Career tip - learn to effectively communicate regulatory risk in business terms
Insights from a Let's Talk Risk! conversation with Steven Silverman
Note: this article highlights key insights gained from a conversation with Steven Silverman as part of the Let’s Talk Risk! with Dr. Naveen Agarwal series on LinkedIn. Listen to the full recording of the discussion below.
M&A1 has traditionally been a strong driver of revenue growth for medical device companies. The current M&A environment, however, is very challenging for companies because of several factors, including declining capital funding and falling market valuations. According to a recent report by E&Y, venture capital was down by 21% and IPOs (Initial Public Offerings) were down by 99% during July 2022-June 2023 compared to a similar timeframe in the prior year2.
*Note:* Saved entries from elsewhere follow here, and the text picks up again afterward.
//! Print-ready HTML rendering.

use std::fmt::Write as _;
use std::path::Path;

use html_escape::{encode_double_quoted_attribute, encode_text};
use tracing::{info, instrument};

use blogbook_shared::{Document, Result, Section, TocEntry};

use crate::Renderer;
use crate::output::{RenderOutput, write_atomic};

/// Paged-media stylesheet. `target-counter` fills in TOC page numbers when a
/// paginating engine lays the document out; browsers ignore it.
const PRINT_CSS: &str = r#"
@page {
    size: A4;
    margin: 2cm;
    @top-center { content: string(blog-title); font-size: 10pt; color: #666; }
    @bottom-center { content: counter(page); font-size: 10pt; color: #666; }
}
@page :first {
    @top-center { content: none; }
    @bottom-center { content: none; }
}
* { box-sizing: border-box; }
body {
    font-family: Georgia, 'Times New Roman', serif;
    font-size: 11pt;
    line-height: 1.6;
    color: #333;
}
h1, h2, h3, h4, h5, h6 { color: #1a1a1a; page-break-after: avoid; }
p { margin: 0 0 1em; text-align: justify; orphans: 3; widows: 3; }
a { color: #0066cc; text-decoration: none; }
code {
    font-family: 'Courier New', Courier, monospace;
    font-size: 9pt;
    background: #f5f5f5;
    padding: 0.2em 0.4em;
    border-radius: 3px;
    overflow-wrap: break-word;
}
pre {
    font-family: 'Courier New', Courier, monospace;
    font-size: 8pt;
    background: #f5f5f5;
    padding: 1em;
    border-radius: 5px;
    white-space: pre-wrap;
    word-break: break-all;
    page-break-inside: avoid;
}
pre code { background: none; padding: 0; }
img {
    display: block;
    max-width: 100%;
    max-height: 12cm;
    width: auto;
    height: auto;
    margin: 1em auto;
    object-fit: contain;
}
blockquote { border-left: 3px solid #ddd; margin-left: 0; padding-left: 1em; color: #666; font-style: italic; }
table { max-width: 100%; border-collapse: collapse; margin: 1em 0; font-size: 9pt; page-break-inside: avoid; }
th, td { border: 1px solid #ddd; padding: 0.3em 0.5em; text-align: left; }
th { background: #f5f5f5; }
sup, sub { font-size: 0.75em; line-height: 0; position: relative; vertical-align: baseline; }
sup { top: -0.5em; }
sub { bottom: -0.25em; }
hr { border: none; border-top: 1px solid #ddd; margin: 2em 0; }
.footnotes { font-size: 9pt; margin-top: 2em; }

.cover { text-align: center; padding-top: 30%; page-break-after: always; }
.cover h1 { string-set: blog-title content(); font-size: 24pt; margin-bottom: 0.5em; }
.cover .subtitle { font-size: 12pt; color: #666; }
.cover .source { font-size: 10pt; color: #888; }

.toc { page-break-after: always; }
.toc h2 { text-align: center; font-size: 16pt; }
.toc ol { padding-left: 2em; }
.toc li { margin-bottom: 0.6em; line-height: 1.4; }
.toc a { color: inherit; }
.toc a::after { content: leader('.') target-counter(attr(href url), page); }
.toc .date { color: #666; margin-left: 0.5em; }
.toc .undated { font-style: italic; }

.post { page-break-before: always; }
.post-header { margin-bottom: 1.5em; border-bottom: 2px solid #333; padding-bottom: 0.5em; }
.post-header h2 { margin: 0 0 0.25em; font-size: 16pt; }
.post-meta { color: #666; font-size: 10pt; }
.post-content { overflow-wrap: break-word; }
.post-content * { max-width: 100%; }
"#;

/// Writes the document as one self-contained HTML file.
#[derive(Debug, Clone, Copy, Default)]
pub struct HtmlRenderer;

impl Renderer for HtmlRenderer {
    fn name(&self) -> &str {
        "html"
    }

    #[instrument(skip_all, fields(output = %output.display(), sections = doc.sections.len()))]
    fn render(&self, doc: &Document, output: &Path) -> Result<RenderOutput> {
        let html = render_html(doc);
        let written = write_atomic(output, html.as_bytes())?;
        info!(bytes = written.bytes, "HTML document written");
        Ok(written)
    }
}

/// Serialize `doc` to a complete HTML page. Deterministic: the same document
/// always yields the same string.
pub fn render_html(doc: &Document) -> String {
    let title = encode_text(&doc.cover.title);
    let mut out = String::with_capacity(
        PRINT_CSS.len() + doc.sections.iter().map(|s| s.body_html.len() + 512).sum::<usize>(),
    );

    let _ = write!(
        out,
        "<!DOCTYPE html>\n<html lang=\"en\">\n<head>\n<meta charset=\"utf-8\">\n\
         <title>{title}</title>\n<style>{PRINT_CSS}</style>\n</head>\n<body>\n"
    );

    let _ = write!(
        out,
        "<div class=\"cover\">\n<h1>{title}</h1>\n<p class=\"subtitle\">{}</p>\n\
         <p class=\"source\"><a href=\"{}\">{}</a></p>\n</div>\n",
        encode_text(&doc.cover.subtitle),
        encode_double_quoted_attribute(&doc.cover.source_url),
        encode_text(&doc.cover.source_url),
    );

    out.push_str("<nav class=\"toc\">\n<h2>Table of Contents</h2>\n<ol>\n");
    for entry in &doc.toc {
        push_toc_entry(&mut out, entry);
    }
    out.push_str("</ol>\n</nav>\n");

    for section in &doc.sections {
        push_section(&mut out, section);
    }

    out.push_str("</body>\n</html>\n");
    out
}

fn push_toc_entry(out: &mut String, entry: &TocEntry) {
    let date_class = if entry.undated { "date undated" } else { "date" };
    let _ = writeln!(
        out,
        "<li><a href=\"#{}\">{}</a> <span class=\"{date_class}\">({})</span></li>",
        encode_double_quoted_attribute(&entry.target),
        encode_text(&entry.title),
        encode_text(&entry.display_date),
    );
}

fn push_section(out: &mut String, section: &Section) {
    let _ = write!(
        out,
        "<section class=\"post\" id=\"{}\">\n<div class=\"post-header\">\n<h2>{}</h2>\n\
         <div class=\"post-meta\">{} &middot; <a href=\"{}\">{}</a></div>\n</div>\n\
         <div class=\"post-content\">\n{}\n</div>\n</section>\n",
        encode_double_quoted_attribute(&section.anchor),
        encode_text(&section.title),
        encode_text(&section.display_date),
        encode_double_quoted_attribute(&section.source_url),
        encode_text(&section.source_url),
        section.body_html,
    );
}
Steve shares in this conversation that evaluating regulatory risk3 is particularly challenging for investors because it is often opaque and hard to calculate4. The regulatory environment for medical devices is evolving rapidly in response to advancements in technology such as artificial intelligence and machine learning. One consequence of these rapid macro and micro changes in regulatory requirements is that it becomes challenging to accurately estimate the regulatory risk, both in the pre-market and the post-market phase. The challenge is particularly acute for devices using innovative technologies, where a suitable predicate does not exist to demonstrate substantial equivalence for a faster regulatory review and clearance through the 510k pathway. Even when a suitable predicate can be used, timeline for FDA clearance can range from a few days to more than 2 years5.
Steve shares a cautionary tale of a device firm with a strong product that misunderstood the regulatory path to bring its product to market. As a result, they faced significant delays in getting to market, and severe cash flow constraints for their operations. The firm approached more than 50 investors but could not secure any funding due to a high level of uncertainty in the regulatory process.
According to Steve, investors should not be expected to decipher the nature of regulatory risk for a device firm seeking investment or acquisition.
Device firms are better positioned to identify and explain regulatory risk, from premarket review to post-market oversight. Smart firms describe and quantify this risk for investors. These calculations show expertise, reliability, and strategic and tactical insights. Investors prize these factors when making a deal.
Quality and Regulatory professionals can help bridge this gap, and in doing so, demonstrate the business acumen needed to advance their careers into senior leadership positions. By analyzing the specific regulatory risks, and translating their potential impact in business terms, they can help achieve business goals.
The message is clear - even if you are not in an M&A environment, developing skills in analyzing regulatory risks, and effectively communicating them in business terms, can be a significant competitive advantage for advancing your career.
About Steve Silverman
Steve Silverman is president of The Silverman Group. Steve spent more than a decade at FDA in leadership positions across the Agency. He adds private-sector expertise from consulting and representing industry members. Steve develops strategies that satisfy regulators and promote business needs.
About Let’s Talk Risk! with Dr. Naveen Agarwal
Let’s Talk Risk! with Dr. Naveen Agarwal is a weekly live audio event on LinkedIn, where we talk about risk management related topics in a casual, informal way. Join us at 11:00 am EST every Friday on LinkedIn.
Disclaimer
Information and insights presented in this article are for educational purposes only. Views expressed by all speakers are their own and do not reflect those of their respective organizations.
M&A => Mergers and Acquisitions
Regulatory risk may be evaluated in terms of the likelihood and potential impact of failing to satisfy regulatory requirements applicable to a specific medical device. As an example, failing to adequately demonstrate safety and effectiveness in the pre-market phase can lead to significant delay in regulatory approval or clearance, thus delaying market launch. Warning letters and recalls in the post-market phase add to cost and delays in new product development. Therefore, regulatory risk should be considered to span throughout the lifecycle of a medical device, from pre-market review to post-market compliance.
See for example, a summary of 510k days to decision in the August 2023 Medical Device News Update on Let’s Talk Risk!.